(Collected data)
----------
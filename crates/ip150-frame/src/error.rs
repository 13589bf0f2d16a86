/// Errors that can occur while building or parsing IP150 packets.
#[derive(Debug, thiserror::Error)]
pub enum FrameError {
    /// A memory read was requested with a length outside `1..=64`.
    #[error("invalid memory request length {length} (expected 1..=64)")]
    InvalidMemoryRequest { length: u8 },

    /// A partition command targets a partition the command field cannot hold.
    #[error("invalid partition {partition} (expected 1..=8)")]
    InvalidPartition { partition: u8 },

    /// The payload does not fit the 16-bit header length field.
    #[error("payload too large ({size} bytes, max {max})")]
    PayloadTooLarge { size: usize, max: usize },

    /// The header does not start with the `0xAA` sentinel.
    #[error("invalid start of header 0x{0:02X} (expected 0xAA)")]
    InvalidStartOfHeader(u8),

    /// The header carries a message type outside the known set.
    #[error("unknown message type 0x{0:02X}")]
    UnknownMessageType(u8),

    /// The header carries an encryption flag outside the known set.
    #[error("unknown encryption flag 0x{0:02X}")]
    UnknownEncryptionFlag(u8),

    /// A buffer ended before a complete header or packet.
    #[error("truncated buffer ({available} bytes, need {needed})")]
    Truncated { needed: usize, available: usize },

    /// An I/O error occurred while reading or writing packets.
    #[error("packet I/O error: {0}")]
    Io(#[from] std::io::Error),

    /// The connection was closed before a complete packet was received.
    #[error("connection closed (incomplete packet)")]
    ConnectionClosed,
}

pub type Result<T> = std::result::Result<T, FrameError>;
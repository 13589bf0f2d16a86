//! Panel memory read requests.
//!
//! ```text
//! ┌────────────┬─────────┬──────┬─────────────┬────────┬──────────┐
//! │ Start (2B) │ Control │ 0x00 │ Address     │ Length │ Checksum │
//! │ 0x08 0x50  │ (1B)    │ (1B) │ (2B LE)     │ (1B)   │ (1B)     │
//! └────────────┴─────────┴──────┴─────────────┴────────┴──────────┘
//! ```

use crate::error::{FrameError, Result};
use crate::packet::Payload;

/// Serialized size of a memory request, checksum byte included.
pub const MEMORY_REQUEST_SIZE: usize = 8;

/// Message-start marker `0x5008`, written little-endian.
pub const MEMORY_REQUEST_START: [u8; 2] = [0x08, 0x50];

/// Smallest number of bytes a single request may read.
pub const MIN_READ_LENGTH: u8 = 1;

/// Largest number of bytes a single request may read.
pub const MAX_READ_LENGTH: u8 = 64;

/// Control byte used for every RAM read.
pub const RAM_CONTROL_BYTE: u8 = 0x80;

/// Panel address space targeted by a memory request.
#[derive(Debug, Clone, Copy, PartialEq, Eq, Hash)]
pub enum Region {
    /// Non-volatile configuration memory, addressable up to 18 bits.
    Eprom,
    /// Live status memory.
    Ram,
}

impl Region {
    /// Control byte for a read of `address` in this region.
    pub fn control_byte(self, address: u32) -> u8 {
        match self {
            Region::Ram => RAM_CONTROL_BYTE,
            Region::Eprom if address > 0xFFFF => {
                let mut control = 0u8;
                if address & (1 << 16) != 0 {
                    control |= 0x01;
                }
                if address & (1 << 17) != 0 {
                    control |= 0x02;
                }
                control
            }
            Region::Eprom => 0x00,
        }
    }
}

/// A request to read `length` bytes of panel memory starting at `address`.
#[derive(Debug, Clone, Copy, PartialEq, Eq)]
pub struct MemoryRequest {
    address: u32,
    length: u8,
    region: Region,
}

impl MemoryRequest {
    /// Create a memory request, rejecting lengths outside `1..=64`.
    pub fn new(address: u32, length: u8, region: Region) -> Result<Self> {
        if !(MIN_READ_LENGTH..=MAX_READ_LENGTH).contains(&length) {
            return Err(FrameError::InvalidMemoryRequest { length });
        }
        Ok(Self {
            address,
            length,
            region,
        })
    }

    pub fn eprom(address: u32, length: u8) -> Result<Self> {
        Self::new(address, length, Region::Eprom)
    }

    pub fn ram(address: u32, length: u8) -> Result<Self> {
        Self::new(address, length, Region::Ram)
    }

    pub fn address(&self) -> u32 {
        self.address
    }

    pub fn length(&self) -> u8 {
        self.length
    }

    pub fn region(&self) -> Region {
        self.region
    }

    pub fn control_byte(&self) -> u8 {
        self.region.control_byte(self.address)
    }

    /// Serialize the request with a zeroed checksum placeholder.
    pub fn serialize(&self) -> [u8; MEMORY_REQUEST_SIZE] {
        let mut buf = [0u8; MEMORY_REQUEST_SIZE];
        buf[0..2].copy_from_slice(&MEMORY_REQUEST_START);
        buf[2] = self.control_byte();
        buf[3] = 0x00;
        // Bits above 15 travel in the control byte.
        buf[4..6].copy_from_slice(&((self.address & 0xFFFF) as u16).to_le_bytes());
        buf[6] = self.length;
        buf
    }
}

impl Payload for MemoryRequest {
    fn to_payload_bytes(&self) -> Vec<u8> {
        self.serialize().to_vec()
    }

    fn checksummed(&self) -> bool {
        true
    }
}

#[cfg(test)]
mod tests {
    use super::*;
    use proptest::prelude::*;

    #[test]
    fn eprom_layout() {
        let req = MemoryRequest::eprom(0x00F0, 16).unwrap();
        assert_eq!(
            req.serialize(),
            [0x08, 0x50, 0x00, 0x00, 0xF0, 0x00, 0x10, 0x00]
        );
    }

    #[test]
    fn eprom_control_byte_tracks_high_address_bits() {
        assert_eq!(Region::Eprom.control_byte(0x0_FFFF), 0x00);
        assert_eq!(Region::Eprom.control_byte(0x1_0000), 0x01);
        assert_eq!(Region::Eprom.control_byte(0x2_0000), 0x02);
        assert_eq!(Region::Eprom.control_byte(0x3_1234), 0x03);
    }

    #[test]
    fn eprom_extended_address_keeps_low_bits_in_address_field() {
        let bytes = MemoryRequest::eprom(0x1_2345, 8).unwrap().serialize();
        assert_eq!(bytes[2], 0x01);
        assert_eq!(&bytes[4..6], &[0x45, 0x23]);
    }

    #[test]
    fn ram_control_byte_is_constant() {
        let bytes = MemoryRequest::ram(0x1_0010, 32).unwrap().serialize();
        assert_eq!(bytes[2], RAM_CONTROL_BYTE);
        assert_eq!(&bytes[4..6], &[0x10, 0x00]);
    }

    #[test]
    fn rejects_zero_length() {
        let err = MemoryRequest::eprom(0, 0).unwrap_err();
        assert!(matches!(err, FrameError::InvalidMemoryRequest { length: 0 }));
    }

    #[test]
    fn rejects_length_above_limit() {
        let err = MemoryRequest::ram(0, 65).unwrap_err();
        assert!(matches!(
            err,
            FrameError::InvalidMemoryRequest { length: 65 }
        ));
    }

    #[test]
    fn accepts_length_bounds() {
        assert!(MemoryRequest::ram(0, MIN_READ_LENGTH).is_ok());
        assert!(MemoryRequest::ram(0, MAX_READ_LENGTH).is_ok());
    }

    proptest! {
        #[test]
        fn serialized_size_and_length_byte(
            address in 0u32..0x4_0000,
            length in 1u8..=64,
            ram in any::<bool>(),
        ) {
            let region = if ram { Region::Ram } else { Region::Eprom };
            let bytes = MemoryRequest::new(address, length, region).unwrap().serialize();
            prop_assert_eq!(bytes.len(), MEMORY_REQUEST_SIZE);
            prop_assert_eq!(bytes[6], length);
        }

        #[test]
        fn eprom_low_addresses_have_zero_control(address in 0u32..0x1_0000) {
            prop_assert_eq!(Region::Eprom.control_byte(address), 0x00);
        }

        #[test]
        fn ram_control_ignores_address(address in any::<u32>()) {
            prop_assert_eq!(Region::Ram.control_byte(address), 0x80);
        }
    }
}
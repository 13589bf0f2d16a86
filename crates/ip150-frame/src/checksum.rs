//! Single-byte checksum carried in the last byte of checksummed payloads.
//!
//! The checksum is a running byte sum truncated to 8 bits, not a CRC.

/// Compute the wrapping byte sum of `data`.
pub fn compute(data: &[u8]) -> u8 {
    data.iter().fold(0u8, |acc, byte| acc.wrapping_add(*byte))
}

/// Write the checksum of `buf[..len - 1]` into `buf[len - 1]`.
///
/// Recomputing on an already stamped buffer yields the same byte. Empty
/// buffers are left untouched.
pub fn stamp(buf: &mut [u8]) {
    if let Some((last, body)) = buf.split_last_mut() {
        *last = compute(body);
    }
}

/// Returns true if the last byte of `buf` matches the sum of the bytes before it.
pub fn verify(buf: &[u8]) -> bool {
    match buf.split_last() {
        Some((last, body)) => compute(body) == *last,
        None => false,
    }
}
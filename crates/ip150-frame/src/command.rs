//! Partition arm/disarm commands.
//!
//! One command nibble per partition, two partitions per byte:
//!
//! ```text
//! ┌──────┬──────┬──────────┬────────────────┬──────────┬──────────┐
//! │ 0x40 │ 0x0F │ 0x00 x4  │ Message (4B)   │ 0x00 x4  │ Checksum │
//! └──────┴──────┴──────────┴────────────────┴──────────┴──────────┘
//! ```

use std::convert::Infallible;
use std::fmt;
use std::str::FromStr;

use crate::error::{FrameError, Result};
use crate::packet::Payload;

/// Serialized size of a command payload, checksum byte included.
pub const COMMAND_PAYLOAD_SIZE: usize = 15;

/// Start-of-message marker for partition commands.
pub const COMMAND_START: u8 = 0x40;

/// Payload-size byte carried right after the start marker.
pub const COMMAND_PAYLOAD_SIZE_BYTE: u8 = 0x0F;

/// Offset of the nibble-packed message bytes.
pub const MESSAGE_BYTES_OFFSET: usize = 6;

/// Width of the nibble-packed message field.
pub const MESSAGE_BYTES_LEN: usize = 4;

/// Highest partition number the message field can address.
pub const MAX_PARTITION: u8 = (MESSAGE_BYTES_LEN * 2) as u8;

/// Command sent to a single partition.
#[derive(Debug, Clone, Copy, PartialEq, Eq, Hash, Default)]
#[repr(u8)]
pub enum PartitionCommandKind {
    /// Sentinel for unrecognised input; never sent to a panel.
    #[default]
    Unknown = 0,
    Arm = 2,
    StayArm = 3,
    InstantArm = 4,
    ForceArm = 5,
    Disarm = 6,
    Beep = 8,
}

impl PartitionCommandKind {
    pub const ALL: [PartitionCommandKind; 7] = [
        PartitionCommandKind::Unknown,
        PartitionCommandKind::Arm,
        PartitionCommandKind::StayArm,
        PartitionCommandKind::InstantArm,
        PartitionCommandKind::ForceArm,
        PartitionCommandKind::Disarm,
        PartitionCommandKind::Beep,
    ];

    pub fn value(self) -> u8 {
        self as u8
    }

    pub fn name(self) -> &'static str {
        match self {
            PartitionCommandKind::Unknown => "UNKNOWN",
            PartitionCommandKind::Arm => "ARM",
            PartitionCommandKind::StayArm => "STAY_ARM",
            PartitionCommandKind::InstantArm => "INSTANT_ARM",
            PartitionCommandKind::ForceArm => "FORCE_ARM",
            PartitionCommandKind::Disarm => "DISARM",
            PartitionCommandKind::Beep => "BEEP",
        }
    }

    /// Parse a command name, falling back to [`PartitionCommandKind::Unknown`].
    ///
    /// Matching ignores case and surrounding whitespace, and accepts `-` in
    /// place of `_`.
    pub fn parse_lenient(input: &str) -> Self {
        let normalized = input.trim().to_ascii_uppercase().replace('-', "_");
        match Self::ALL
            .iter()
            .copied()
            .find(|kind| kind.name() == normalized)
        {
            Some(kind) => kind,
            None => {
                tracing::warn!(command = input, "unrecognised partition command");
                PartitionCommandKind::Unknown
            }
        }
    }
}

impl FromStr for PartitionCommandKind {
    type Err = Infallible;

    fn from_str(s: &str) -> std::result::Result<Self, Self::Err> {
        Ok(Self::parse_lenient(s))
    }
}

impl TryFrom<u8> for PartitionCommandKind {
    type Error = u8;

    fn try_from(value: u8) -> std::result::Result<Self, Self::Error> {
        Self::ALL
            .iter()
            .copied()
            .find(|kind| kind.value() == value)
            .ok_or(value)
    }
}

impl fmt::Display for PartitionCommandKind {
    fn fmt(&self, f: &mut fmt::Formatter<'_>) -> fmt::Result {
        f.write_str(self.name())
    }
}

/// A command for one partition, encoded into the shared 4-byte message field.
#[derive(Debug, Clone, Copy, PartialEq, Eq)]
pub struct PartitionCommand {
    partition: u8,
    command: PartitionCommandKind,
}

impl PartitionCommand {
    /// Create a command for a 1-based partition number.
    pub fn new(partition: u8, command: PartitionCommandKind) -> Result<Self> {
        if partition == 0 || partition > MAX_PARTITION {
            return Err(FrameError::InvalidPartition { partition });
        }
        Ok(Self { partition, command })
    }

    pub fn partition(&self) -> u8 {
        self.partition
    }

    pub fn command(&self) -> PartitionCommandKind {
        self.command
    }

    /// The nibble-packed message field with only this partition set.
    pub fn message_bytes(&self) -> [u8; MESSAGE_BYTES_LEN] {
        let mut bytes = [0u8; MESSAGE_BYTES_LEN];
        let slot = usize::from(self.partition - 1);
        let value = self.command.value();
        bytes[slot / 2] = if slot % 2 == 0 {
            value << 4
        } else {
            value & 0x0F
        };
        bytes
    }

    /// Serialize the command with a zeroed checksum placeholder.
    pub fn serialize(&self) -> [u8; COMMAND_PAYLOAD_SIZE] {
        let mut buf = [0u8; COMMAND_PAYLOAD_SIZE];
        buf[0] = COMMAND_START;
        buf[1] = COMMAND_PAYLOAD_SIZE_BYTE;
        buf[MESSAGE_BYTES_OFFSET..MESSAGE_BYTES_OFFSET + MESSAGE_BYTES_LEN]
            .copy_from_slice(&self.message_bytes());
        buf
    }
}

impl Payload for PartitionCommand {
    fn to_payload_bytes(&self) -> Vec<u8> {
        self.serialize().to_vec()
    }

    fn checksummed(&self) -> bool {
        true
    }
}
use std::fmt;

use ip150_frame::FrameError;

pub const SUCCESS: i32 = 0;
pub const FAILURE: i32 = 1;
pub const DATA_INVALID: i32 = 60;
pub const USAGE: i32 = 64;
pub const INTERNAL: i32 = 125;

pub type CliResult<T> = Result<T, CliError>;

#[derive(Debug)]
pub struct CliError {
    pub code: i32,
    pub message: String,
}

impl CliError {
    pub fn new(code: i32, message: impl Into<String>) -> Self {
        Self {
            code,
            message: message.into(),
        }
    }
}

impl fmt::Display for CliError {
    fn fmt(&self, f: &mut fmt::Formatter<'_>) -> fmt::Result {
        write!(f, "{}", self.message)
    }
}

impl std::error::Error for CliError {}

pub fn frame_error(context: &str, err: FrameError) -> CliError {
    let code = match &err {
        FrameError::InvalidMemoryRequest { .. } | FrameError::InvalidPartition { .. } => USAGE,
        FrameError::PayloadTooLarge { .. }
        | FrameError::InvalidStartOfHeader(_)
        | FrameError::UnknownMessageType(_)
        | FrameError::UnknownEncryptionFlag(_)
        | FrameError::Truncated { .. } => DATA_INVALID,
        FrameError::ConnectionClosed => FAILURE,
        FrameError::Io(_) => INTERNAL,
    };
    CliError::new(code, format!("{context}: {err}"))
}

#[cfg(test)]
mod tests {
    use super::*;

    #[test]
    fn validation_errors_are_usage() {
        let err = frame_error("build", FrameError::InvalidMemoryRequest { length: 0 });
        assert_eq!(err.code, USAGE);
        assert!(err.message.starts_with("build: invalid memory request length 0"));
    }

    #[test]
    fn malformed_input_is_data_invalid() {
        let err = frame_error("decode", FrameError::InvalidStartOfHeader(0x12));
        assert_eq!(err.code, DATA_INVALID);
    }
}
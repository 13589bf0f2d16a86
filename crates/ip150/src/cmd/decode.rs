use ip150_frame::parse_packet;

use crate::cmd::DecodeArgs;
use crate::exit::{frame_error, CliError, CliResult, DATA_INVALID, SUCCESS};
use crate::output::{print_packet, OutputFormat};

pub fn run(args: DecodeArgs, format: OutputFormat) -> CliResult<i32> {
    let bytes = parse_hex(&args.hex)?;
    let packet = parse_packet(&bytes).map_err(|err| frame_error("decode failed", err))?;

    if bytes.len() > packet.wire_size() {
        tracing::warn!(
            trailing = bytes.len() - packet.wire_size(),
            "ignoring bytes after first packet"
        );
    }

    print_packet(&packet, format);
    Ok(SUCCESS)
}

fn parse_hex(input: &str) -> CliResult<Vec<u8>> {
    let compact: String = input
        .chars()
        .filter(|c| !c.is_whitespace() && *c != ':')
        .collect();
    let compact = compact
        .strip_prefix("0x")
        .or_else(|| compact.strip_prefix("0X"))
        .unwrap_or(&compact);

    hex::decode(compact).map_err(|err| CliError::new(DATA_INVALID, format!("invalid hex: {err}")))
}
----------
◆ **Exercise prompt**
Repeat the data word for word, starting at its first line and stopping after the line that contains "The header does".

◆ **Response for this exercise**
filename crates/ip150-frame/src/error.rs
repository 13589bf0f2d16a86
/// Errors that can occur while building or parsing IP150 packets.
#[derive(Debug, thiserror::Error)]
pub enum FrameError {
    /// A memory read was requested with a length outside `1..=64`.
    #[error("invalid memory request length {length} (expected 1..=64)")]
    InvalidMemoryRequest { length: u8 },

    /// A partition command targets a partition the command field cannot hold.
    #[error("invalid partition {partition} (expected 1..=8)")]
    InvalidPartition { partition: u8 },

    /// The payload does not fit the 16-bit header length field.
    #[error("payload too large ({size} bytes, max {max})")]
    PayloadTooLarge { size: usize, max: usize },

    /// The header does not start with the `0xAA` sentinel.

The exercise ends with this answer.